Alex Ross's Blog, page 238
March 16, 2011
Sydney
The Sydney Opera House has been overtaken by the YouTube Symphony. Hey, that's Anna Wittstruck in the video! She was in an arts-writing class I taught a couple of years ago.
March 13, 2011
Bach in the outback
Over the weekend I drove from Sydney to Bourke, about a thousand kilometers inland, and back again. Along the way, I listened to nothing but cantatas of Bach.
This wild camel had been lounging in the middle of the road with two mates, and moved with some reluctance.
"Bleib bei uns, denn es will Abend werden."
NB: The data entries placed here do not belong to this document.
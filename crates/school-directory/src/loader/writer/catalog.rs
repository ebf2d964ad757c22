use super::{CONSTANTS_FILE, MODULE_FILE};
use crate::loader::normalizer::normalize_name;
use crate::loader::LoaderError;
use serde::{Deserialize, Serialize};
use std::collections::{HashMap, HashSet};
use std::fs;
use std::io::ErrorKind;
use std::path::Path;
use tracing::warn;

/// Sidecar written next to every generated entity.
pub const SIDECAR_FILE: &str = "entity.json";

/// Declaration in `constants.ts` that carries the username.
const USERNAME_DECLARATION: &str = "ORG_USERNAME =";

/// Suffixes tried against existing display names when matching by name.
const NAME_SUFFIXES: &[&str] = &[" School", " Primary School", " High School", " College"];

/// Contents of `entity.json`.
#[derive(Debug, Clone, PartialEq, Eq, Serialize, Deserialize)]
#[serde(rename_all = "camelCase")]
pub struct EntityMeta {
    pub export_const: String,
    pub display_name: String,
    pub org_username: String,
    #[serde(default)]
    pub code: String,
}

/// An entity directory together with its sidecar.
#[derive(Debug, Clone, PartialEq, Eq)]
pub struct CatalogEntry {
    pub dir_name: String,
    pub meta: EntityMeta,
}

/// Scans the immediate subdirectories of `base_dir`. A missing base directory is an
/// empty catalog. Directories without a sidecar are read from their `index.ts`
/// instead; anything still unreadable is left out with a warning.
pub fn discover(base_dir: &Path) -> Result<Vec<CatalogEntry>, LoaderError> {
    let read_dir = match fs::read_dir(base_dir) {
        Ok(read_dir) => read_dir,
        Err(err) if err.kind() == ErrorKind::NotFound => return Ok(Vec::new()),
        Err(source) => return Err(LoaderError::io(base_dir, source)),
    };

    let mut dirs = Vec::new();
    for entry in read_dir {
        let entry = entry.map_err(|source| LoaderError::io(base_dir, source))?;
        let file_type = entry
            .file_type()
            .map_err(|source| LoaderError::io(entry.path(), source))?;
        if file_type.is_dir() {
            dirs.push(entry.file_name().to_string_lossy().into_owned());
        }
    }
    dirs.sort();

    let mut entries = Vec::with_capacity(dirs.len());
    for dir_name in dirs {
        let dir = base_dir.join(&dir_name);
        match read_entity(&dir, &dir_name) {
            Ok(meta) => entries.push(CatalogEntry { dir_name, meta }),
            Err(reason) => {
                warn!(
                    directory = %dir_name,
                    path = %dir.display(),
                    %reason,
                    "skipping entity directory without usable metadata"
                );
            }
        }
    }

    sort_entries(&mut entries);
    Ok(entries)
}

pub(crate) fn sort_entries(entries: &mut [CatalogEntry]) {
    entries.sort_by(|a, b| {
        a.meta
            .export_const
            .cmp(&b.meta.export_const)
            .then_with(|| a.dir_name.cmp(&b.dir_name))
    });
}

fn read_entity(dir: &Path, dir_name: &str) -> Result<EntityMeta, String> {
    match fs::read_to_string(dir.join(SIDECAR_FILE)) {
        Ok(raw) => parse_sidecar(&raw),
        Err(err) if err.kind() == ErrorKind::NotFound => read_module_source(dir, dir_name),
        Err(err) => Err(err.to_string()),
    }
}

fn parse_sidecar(raw: &str) -> Result<EntityMeta, String> {
    let meta: EntityMeta = serde_json::from_str(raw).map_err(|err| err.to_string())?;
    if meta.export_const.trim().is_empty() {
        return Err("sidecar has an empty exportConst".to_string());
    }
    Ok(meta)
}

/// Metadata for an entity written before sidecars existed, or maintained by hand:
/// the first exported constant and its `name`/`code` fields, with the username taken
/// from `constants.ts` when present.
fn read_module_source(dir: &Path, dir_name: &str) -> Result<EntityMeta, String> {
    let source = fs::read_to_string(dir.join(MODULE_FILE))
        .map_err(|err| format!("no {SIDECAR_FILE} and no readable {MODULE_FILE}: {err}"))?;
    let export_const = first_export_const(&source)
        .ok_or_else(|| format!("no {SIDECAR_FILE} and no exported constant in {MODULE_FILE}"))?;

    let org_username = fs::read_to_string(dir.join(CONSTANTS_FILE))
        .ok()
        .and_then(|constants| {
            let at = constants.find(USERNAME_DECLARATION)?;
            string_literal(&constants[at + USERNAME_DECLARATION.len()..])
        })
        .filter(|username| !username.is_empty())
        .unwrap_or_else(|| dir_name.to_string());

    Ok(EntityMeta {
        export_const,
        display_name: quoted_field(&source, "name").unwrap_or_default(),
        org_username,
        code: quoted_field(&source, "code").unwrap_or_default(),
    })
}

fn first_export_const(source: &str) -> Option<String> {
    const MARKER: &str = "export const ";
    let at = source.find(MARKER)?;
    let name: String = source[at + MARKER.len()..]
        .trim_start()
        .chars()
        .take_while(|c| c.is_ascii_alphanumeric() || *c == '_' || *c == '$')
        .collect();
    (!name.is_empty()).then_some(name)
}

/// First `key: "..."` property whose key is not the tail of a longer identifier.
fn quoted_field(source: &str, key: &str) -> Option<String> {
    let pattern = format!("{key}:");
    source.match_indices(&pattern).find_map(|(at, _)| {
        let standalone = source[..at]
            .chars()
            .next_back()
            .map_or(true, |c| !(c.is_ascii_alphanumeric() || c == '_' || c == '$'));
        if standalone {
            string_literal(&source[at + pattern.len()..])
        } else {
            None
        }
    })
}

/// Decodes the single- or double-quoted literal at the start of `text`.
fn string_literal(text: &str) -> Option<String> {
    let text = text.trim_start();
    let quote = text.chars().next().filter(|c| *c == '"' || *c == '\'')?;

    let mut value = String::new();
    let mut escaped = false;
    for c in text[1..].chars() {
        if escaped {
            value.push(match c {
                'n' => '\n',
                't' => '\t',
                other => other,
            });
            escaped = false;
        } else if c == '\\' {
            escaped = true;
        } else if c == quote {
            return Some(value);
        } else {
            value.push(c);
        }
    }
    None
}

/// Pretty JSON with a trailing newline, as written to disk.
pub(crate) fn render_sidecar(meta: &EntityMeta) -> Result<String, serde_json::Error> {
    let mut rendered = serde_json::to_string_pretty(meta)?;
    rendered.push('\n');
    Ok(rendered)
}

/// Normalized keys an existing display name answers to.
pub(crate) fn name_variants(display_name: &str) -> Vec<String> {
    let base = normalize_name(display_name);
    if base.is_empty() {
        return Vec::new();
    }

    let mut variants = vec![base.clone()];
    for suffix in NAME_SUFFIXES {
        let suffix = normalize_name(suffix);
        variants.push(format!("{base} {suffix}"));
        if let Some(stripped) = base.strip_suffix(&format!(" {suffix}")) {
            if !stripped.is_empty() {
                variants.push(stripped.to_string());
            }
        }
    }

    let mut seen = HashSet::new();
    variants.retain(|variant| seen.insert(variant.clone()));
    variants
}

/// Export-name and normalized-name indexes over a sector's entities.
#[derive(Debug, Default)]
pub struct EntityLookup {
    entries: Vec<CatalogEntry>,
    by_export: HashMap<String, usize>,
    by_name: HashMap<String, usize>,
}

impl EntityLookup {
    pub fn from_entries(entries: Vec<CatalogEntry>) -> Self {
        let mut lookup = Self::default();
        for entry in entries {
            lookup.insert(entry);
        }
        lookup
    }

    /// Adds or replaces the entry stored under the same directory.
    pub fn insert(&mut self, entry: CatalogEntry) {
        let slot = match self
            .entries
            .iter()
            .position(|existing| existing.dir_name == entry.dir_name)
        {
            Some(slot) => {
                self.entries[slot] = entry;
                slot
            }
            None => {
                self.entries.push(entry);
                self.entries.len() - 1
            }
        };

        let meta = &self.entries[slot].meta;
        self.by_export.insert(meta.export_const.clone(), slot);

        let mut variants = name_variants(&meta.display_name).into_iter();
        if let Some(exact) = variants.next() {
            self.by_name.insert(exact, slot);
        }
        for variant in variants {
            self.by_name.entry(variant).or_insert(slot);
        }
    }

    /// Export constant first, then the normalized school name.
    pub fn find(&self, export_const: &str, name: &str) -> Option<&CatalogEntry> {
        self.by_export
            .get(export_const)
            .or_else(|| self.by_name.get(&normalize_name(name)))
            .map(|slot| &self.entries[*slot])
    }

    pub fn contains_dir(&self, dir_name: &str) -> bool {
        self.entries.iter().any(|entry| entry.dir_name == dir_name)
    }

    pub fn entries(&self) -> &[CatalogEntry] {
        &self.entries
    }
}
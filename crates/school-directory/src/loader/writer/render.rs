use super::catalog::CatalogEntry;
use crate::loader::transform::{StructuredAddress, TransformedModule};
use serde_json::Value;
use std::fmt::Write as _;

const GENERATED_BANNER: &str = "// Generated by school-loader. Manual edits are overwritten with --overwrite.";

/// Feature modules this pipeline never fills in; emitted as explicit `null`s.
const PLACEHOLDER_FIELDS: &[&str] = &[
    "about",
    "programs",
    "admissions",
    "gallery",
    "events",
    "testimonials",
];

/// Quoted, escaped TypeScript string literal.
fn ts_string(value: &str) -> String {
    Value::String(value.to_string()).to_string()
}

pub(crate) fn render_constants(org_username: &str) -> String {
    format!(
        "{GENERATED_BANNER}\nexport const ORG_USERNAME = {};\n",
        ts_string(org_username)
    )
}

pub(crate) fn render_module(export_const: &str, module: &TransformedModule, region: &str) -> String {
    let mut content = String::new();
    writeln!(&mut content, "{GENERATED_BANNER}").expect("write banner");
    writeln!(&mut content, "import {{ ORG_USERNAME }} from \"./constants\";\n").expect("write import");
    writeln!(&mut content, "export const {export_const} = {{").expect("write declaration");
    writeln!(&mut content, "  orgUsername: ORG_USERNAME,").expect("write username");
    writeln!(&mut content, "  name: {},", ts_string(&module.name)).expect("write name");
    writeln!(&mut content, "  code: {},", ts_string(&module.code)).expect("write code");

    let categories: Vec<String> = module.categories.iter().map(|tag| ts_string(tag)).collect();
    writeln!(&mut content, "  categories: [{}],", categories.join(", ")).expect("write categories");

    content.push_str("  locations: [\n    {\n");
    writeln!(&mut content, "      name: {},", ts_string(&module.name)).expect("write location name");
    content.push_str("      isPrimary: true,\n");
    render_address(&mut content, &module.address, region);
    render_contacts(&mut content, module);
    content.push_str("    },\n  ],\n");

    for field in PLACEHOLDER_FIELDS {
        writeln!(&mut content, "  {field}: null,").expect("write placeholder");
    }
    content.push_str("};\n");
    content
}

fn render_address(content: &mut String, address: &StructuredAddress, region: &str) {
    content.push_str("      address: {\n");
    let lines = [
        ("line1", address.line1.as_deref()),
        ("line2", address.line2.as_deref()),
        ("line3", address.line3.as_deref()),
        ("city", address.city.as_deref()),
    ];
    for (key, value) in lines {
        if let Some(value) = value {
            writeln!(content, "        {key}: {},", ts_string(value)).expect("write address line");
        }
    }
    if !region.is_empty() {
        writeln!(content, "        parish: {},", ts_string(region)).expect("write parish");
    }
    content.push_str("      },\n");
}

fn render_contacts(content: &mut String, module: &TransformedModule) {
    if module.contacts.is_empty() {
        content.push_str("      contacts: [],\n");
        return;
    }

    content.push_str("      contacts: [\n");
    for contact in &module.contacts {
        content.push_str("        {\n");
        writeln!(content, "          type: {},", ts_string(contact.kind.label())).expect("write type");
        writeln!(content, "          value: {},", ts_string(&contact.value)).expect("write value");
        writeln!(content, "          label: {},", ts_string(&contact.label)).expect("write label");
        writeln!(content, "          isPublic: {},", contact.is_public).expect("write visibility");
        if contact.primary {
            content.push_str("          primary: true,\n");
        }
        content.push_str("        },\n");
    }
    content.push_str("      ],\n");
}

/// Imports every entity and exports them as one array, in the order given.
pub(crate) fn render_barrel(barrel_const: &str, entries: &[CatalogEntry]) -> String {
    let mut content = String::new();
    writeln!(&mut content, "{GENERATED_BANNER}").expect("write banner");
    for entry in entries {
        writeln!(
            &mut content,
            "import {{ {} }} from {};",
            entry.meta.export_const,
            ts_string(&format!("./{}", entry.dir_name))
        )
        .expect("write import");
    }
    if !entries.is_empty() {
        content.push('\n');
    }

    if entries.is_empty() {
        writeln!(&mut content, "export const {barrel_const} = [];").expect("write empty barrel");
        return content;
    }

    writeln!(&mut content, "export const {barrel_const} = [").expect("write barrel open");
    for entry in entries {
        writeln!(&mut content, "  {},", entry.meta.export_const).expect("write barrel item");
    }
    content.push_str("];\n");
    content
}
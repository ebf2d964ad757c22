use crate::config::TelemetryConfig;
use std::env;
use std::fmt;
use tracing_subscriber::filter::ParseError;
use tracing_subscriber::EnvFilter;

#[derive(Debug)]
pub enum TelemetryError {
    InvalidFilter { directive: String, source: ParseError },
    AlreadyInstalled(Box<dyn std::error::Error + Send + Sync>),
}

impl fmt::Display for TelemetryError {
    fn fmt(&self, f: &mut fmt::Formatter<'_>) -> fmt::Result {
        match self {
            TelemetryError::InvalidFilter { directive, .. } => {
                write!(f, "log filter '{directive}' is not a valid tracing directive")
            }
            TelemetryError::AlreadyInstalled(err) => {
                write!(f, "a global tracing subscriber is already installed: {err}")
            }
        }
    }
}

impl std::error::Error for TelemetryError {
    fn source(&self) -> Option<&(dyn std::error::Error + 'static)> {
        match self {
            TelemetryError::InvalidFilter { source, .. } => Some(source),
            TelemetryError::AlreadyInstalled(err) => Some(&**err),
        }
    }
}

/// A non-blank `RUST_LOG` replaces the configured level outright.
fn filter_directive<'a>(config: &'a TelemetryConfig, rust_log: Option<&'a str>) -> &'a str {
    match rust_log.map(str::trim) {
        Some(directive) if !directive.is_empty() => directive,
        _ => config.log_level.trim(),
    }
}

fn build_filter(directive: &str) -> Result<EnvFilter, TelemetryError> {
    EnvFilter::try_new(directive).map_err(|source| TelemetryError::InvalidFilter {
        directive: directive.to_string(),
        source,
    })
}

/// Installs the process-wide subscriber. Log lines go to stderr so the run report
/// printed on stdout stays clean.
pub fn init(config: &TelemetryConfig) -> Result<(), TelemetryError> {
    let rust_log = env::var("RUST_LOG").ok();
    let filter = build_filter(filter_directive(config, rust_log.as_deref()))?;

    tracing_subscriber::fmt()
        .with_env_filter(filter)
        .with_writer(std::io::stderr)
        .with_target(false)
        .with_ansi(false)
        .compact()
        .try_init()
        .map_err(TelemetryError::AlreadyInstalled)
}

#[cfg(test)]
mod tests {
    use super::*;

    fn config(level: &str) -> TelemetryConfig {
        TelemetryConfig {
            log_level: level.to_string(),
        }
    }

    #[test]
    fn rust_log_takes_precedence_unless_blank() {
        let config = config("info");
        assert_eq!(
            filter_directive(&config, Some("school_directory=debug")),
            "school_directory=debug"
        );
        assert_eq!(filter_directive(&config, Some("   ")), "info");
        assert_eq!(filter_directive(&config, None), "info");
    }

    #[test]
    fn invalid_level_names_the_directive() {
        let error = build_filter("school_directory=loud").expect_err("bad level rejected");
        assert!(matches!(
            &error,
            TelemetryError::InvalidFilter { directive, .. } if directive == "school_directory=loud"
        ));
        assert_eq!(
            error.to_string(),
            "log filter 'school_directory=loud' is not a valid tracing directive"
        );
        assert!(build_filter("warn,school_directory::loader=debug").is_ok());
    }
}
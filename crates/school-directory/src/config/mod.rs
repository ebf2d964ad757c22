use crate::loader::transform::{AddressCleanup, PhoneFormat};
use std::env;
use std::fmt;
use std::path::PathBuf;

/// Distinguishes runtime behavior for different stages of the loader.
#[derive(Debug, Clone, Copy, PartialEq, Eq)]
pub enum AppEnvironment {
    Development,
    Test,
    Production,
}

impl AppEnvironment {
    fn from_str(value: &str) -> Self {
        match value.trim().to_ascii_lowercase().as_str() {
            "prod" | "production" => Self::Production,
            "test" | "ci" => Self::Test,
            _ => Self::Development,
        }
    }
}

/// Top-level configuration for the application.
#[derive(Debug, Clone)]
pub struct AppConfig {
    pub environment: AppEnvironment,
    pub loader: LoaderConfig,
    pub telemetry: TelemetryConfig,
}

impl AppConfig {
    pub fn load() -> Result<Self, ConfigError> {
        dotenvy::dotenv().ok();

        let environment = AppEnvironment::from_str(
            &env::var("LOADER_ENV").unwrap_or_else(|_| "development".to_string()),
        );

        let input = env::var("LOADER_INPUT")
            .unwrap_or_else(|_| "data/st-elizabeth-schools.csv".to_string());
        let output_root =
            env::var("LOADER_OUTPUT_ROOT").unwrap_or_else(|_| "src/data/schools".to_string());
        let region = env::var("LOADER_REGION").unwrap_or_else(|_| "St. Elizabeth".to_string());

        let raw_format = env::var("LOADER_PHONE_FORMAT").unwrap_or_else(|_| "parish".to_string());
        let phone_format = PhoneFormat::parse(&raw_format)
            .ok_or_else(|| ConfigError::InvalidPhoneFormat(raw_format.clone()))?;

        let area_code = env::var("LOADER_AREA_CODE").unwrap_or_else(|_| "876".to_string());
        if !is_valid_area_code(&area_code) {
            return Err(ConfigError::InvalidAreaCode(area_code));
        }

        let raw_cleanup =
            env::var("LOADER_ADDRESS_CLEANUP").unwrap_or_else(|_| "parish".to_string());
        let address_cleanup = AddressCleanup::parse(&raw_cleanup)
            .ok_or_else(|| ConfigError::InvalidAddressCleanup(raw_cleanup.clone()))?;

        let log_level = env::var("LOADER_LOG_LEVEL").unwrap_or_else(|_| "info".to_string());

        Ok(Self {
            environment,
            loader: LoaderConfig {
                input: PathBuf::from(input),
                output_root: PathBuf::from(output_root),
                region,
                phone_format,
                area_code,
                address_cleanup,
            },
            telemetry: TelemetryConfig { log_level },
        })
    }
}

pub fn is_valid_area_code(value: &str) -> bool {
    value.len() == 3 && value.chars().all(|c| c.is_ascii_digit())
}

/// Source, destination, and formatting choices for a load run.
#[derive(Debug, Clone)]
pub struct LoaderConfig {
    pub input: PathBuf,
    pub output_root: PathBuf,
    pub region: String,
    pub phone_format: PhoneFormat,
    pub area_code: String,
    pub address_cleanup: AddressCleanup,
}

/// Tracing controls.
#[derive(Debug, Clone)]
pub struct TelemetryConfig {
    pub log_level: String,
}

#[derive(Debug)]
pub enum ConfigError {
    InvalidPhoneFormat(String),
    InvalidAreaCode(String),
    InvalidAddressCleanup(String),
}

impl fmt::Display for ConfigError {
    fn fmt(&self, f: &mut fmt::Formatter<'_>) -> fmt::Result {
        match self {
            ConfigError::InvalidPhoneFormat(value) => write!(
                f,
                "LOADER_PHONE_FORMAT must be 'parish' or 'north-american' (got '{}')",
                value
            ),
            ConfigError::InvalidAreaCode(value) => {
                write!(f, "LOADER_AREA_CODE must be three digits (got '{}')", value)
            }
            ConfigError::InvalidAddressCleanup(value) => write!(
                f,
                "LOADER_ADDRESS_CLEANUP must be 'parish' or 'none' (got '{}')",
                value
            ),
        }
    }
}

impl std::error::Error for ConfigError {}
use school_directory::loader::{
    LoadOptions, LoadSummary, RecordOutcome, SectorCatalog, SectorReport,
};

pub(crate) fn render_load_summary(options: &LoadOptions, summary: &LoadSummary) {
    if options.dry_run {
        println!("School import (dry run, nothing written)");
    } else {
        println!("School import");
    }
    println!("- Input: {}", options.input.display());
    println!(
        "- {} records | {} blank rows dropped | {} rejected",
        summary.records,
        summary.dropped,
        summary.rejected.len()
    );
    for rejected in &summary.rejected {
        println!(
            "  - row {}: {} has unsupported ownership '{}'",
            rejected.row, rejected.school_name, rejected.ownership
        );
    }

    for sector in &summary.sectors {
        render_sector(sector, options.dry_run);
    }

    if !options.overwrite && summary.count("skipped") > 0 {
        println!("\nRe-run with --overwrite to regenerate skipped entities.");
    }
}

fn render_sector(report: &SectorReport, dry_run: bool) {
    println!(
        "\n{} schools ({})",
        report.sector.label(),
        report.base_dir.display()
    );
    println!(
        "- {} created | {} overwritten | {} skipped | {} duplicates | {} unnamed",
        report.count("created"),
        report.count("overwritten"),
        report.count("skipped"),
        report.count("duplicate"),
        report.count("unnamed")
    );

    for outcome in &report.outcomes {
        match outcome {
            RecordOutcome::Created { dir_name, meta } if dry_run => {
                println!("  - would create {dir_name} ({})", meta.export_const);
            }
            RecordOutcome::Overwritten { dir_name, meta } if dry_run => {
                println!("  - would overwrite {dir_name} ({})", meta.export_const);
            }
            RecordOutcome::Created { .. } | RecordOutcome::Overwritten { .. } => {}
            RecordOutcome::Skipped { dir_name, meta } => {
                println!(
                    "  - skipped {}: already exists as {dir_name} ({})",
                    meta.display_name, meta.export_const
                );
            }
            RecordOutcome::Duplicate { name, dir_name } => {
                println!("  - duplicate {name}: {dir_name} was already handled in this run");
            }
            RecordOutcome::Unnamed { name } => {
                println!("  - unnamed {name}: no usable directory name");
            }
        }
    }

    let status = match (dry_run, report.barrel_changed) {
        (true, _) => "preview",
        (false, true) => "updated",
        (false, false) => "unchanged",
    };
    println!(
        "- Barrel {status}: {} entities",
        report.barrel_entries.len()
    );
}

pub(crate) fn render_catalog(catalog: &[SectorCatalog]) {
    println!("School catalog");
    for sector in catalog {
        println!(
            "\n{} ({}) {} entities",
            sector.target.barrel_const,
            sector.target.base_dir.display(),
            sector.entries.len()
        );
        for entry in &sector.entries {
            println!(
                "  - {:<40} {:<32} {}",
                entry.meta.export_const, entry.dir_name, entry.meta.display_name
            );
        }
    }
}
//! Domain types for opening hours.
//!
//! These types enforce their invariants at construction time: a
//! `TimeOfDay` is always a valid wall-clock time and an `Interval` never
//! closes before it opens.

mod interval;
mod schedule;
mod time;
mod weekday;

pub use interval::{Interval, InvalidInterval};
pub use schedule::WeeklySchedule;
pub use time::{TimeError, TimeOfDay};
pub use weekday::{InvalidWeekday, Weekday};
"Christ lag in Todesbanden." Shortly after taking this picture, I checked into a roadside motel and was shocked to see news of the Japanese earthquake. It looked like the world ending.
"Es ist vollbracht."
March 10, 2011
Tree of sorrow
March 8, 2011
Palmy days of empire
March 6, 2011
Salome everywhere
Music and politics
Australian semi-hiatus
For most of this month I will be in Australia, serving as a guest lecturer/curator for the Australian Chamber Orchestra. Because I'm traveling not as a journalist but as a temporary associate of the ensemble, it won't be appropriate to write about the experience—and, alas, I can't cover this notable group in the future. However, I may occasionally supply non-ACO-related tidbits from Down Under. At the moment I am in Melbourne, enjoying a glorious bout of late-summer weather. I'm sad to miss a string of significant events back home, including the remainder of Tully Scope, the new Thomas Adès quartet, Andris Nelsons's Boston Symphony debut, and Ecstatic Music.
March 3, 2011
Bernstein on Beethoven
Terry Teachout writes here about Bernstein's famous Omnibus TV programs, which have finally appeared on DVD.
March 2, 2011
Levine departs Boston
The melancholy news came today that James Levine will resign his post as the music director of the Boston Symphony at the end of the current season. He just withdrew from his only remaining regular-season concerts; one assumes that he will make farewell appearances at Tanglewood next summer, health permitting. It's a sadly premature ending to a tenure that began with great promise, as I reported in the New Yorker in 2004. Levine seems determined to focus on his Met commitments, most crucially the new Ring cycle. Boston, meanwhile, has announced the formation of a search committee for a new music director. Let the guessing game begin!
February 24, 2011
For Philipp Naegele
Marlboro Music, the venerable chamber-music retreat in the foothills of Vermont, recently lost two of its mainstays. The violinist and conductor Blanche Honegger Moyse, who died on Feb. 10 at the grand age of one hundred one, was one of Marlboro's co-founders; she is fondly remembered in the Brattleboro Reformer. And the violinist and violist Philipp Naegele, who was present for the first Marlboro gathering in 1950 and spent more than fifty summers there, passed away on Jan. 31 at the age of eighty-three; Marlboro's own website memorializes him. When I spent time at Marlboro in 20o8, I didn't have a chance to meet Madame Moyse, but I did get to know Philipp. The youngest son of the German painter Reinhold Nägele, a beneficiary of the Kindertransport in 1939, he was an extraordinarily learned and thoughtful man whose passion for music directed almost every sentence he spoke. He was especially devoted to Shostakovich and had long campaigned for the Shostakovich quartets to be brought into the Marlboro repertory. (The Russians were the only truly musical people, he told me.) He also had an intense and idiocyncratic appreciation for the Austro-German late-Romantics — Mahler, Strauss, Schreker, and others. I remember him arguing, late one night at the Marlboro coffee shop, that Salome was in fact a feminist opera, although the youthful din made it hard for me to make out all the particulars of the thesis. When I last saw him, at Marlboro last summer, he spoke of a profound experience he'd had listening to Mahler's Seventh Symphony while recovering from heart surgery. He heard it as a "quasi return to life," its convulsions and mysteries giving away to "visions of transcendent joy and vitality," as he wrote in a subsequent e-mail. Whenever I hear the piece in the future, I will think of Philipp alone in his IC room in the dead of night, listening to Mahler and coming back to life.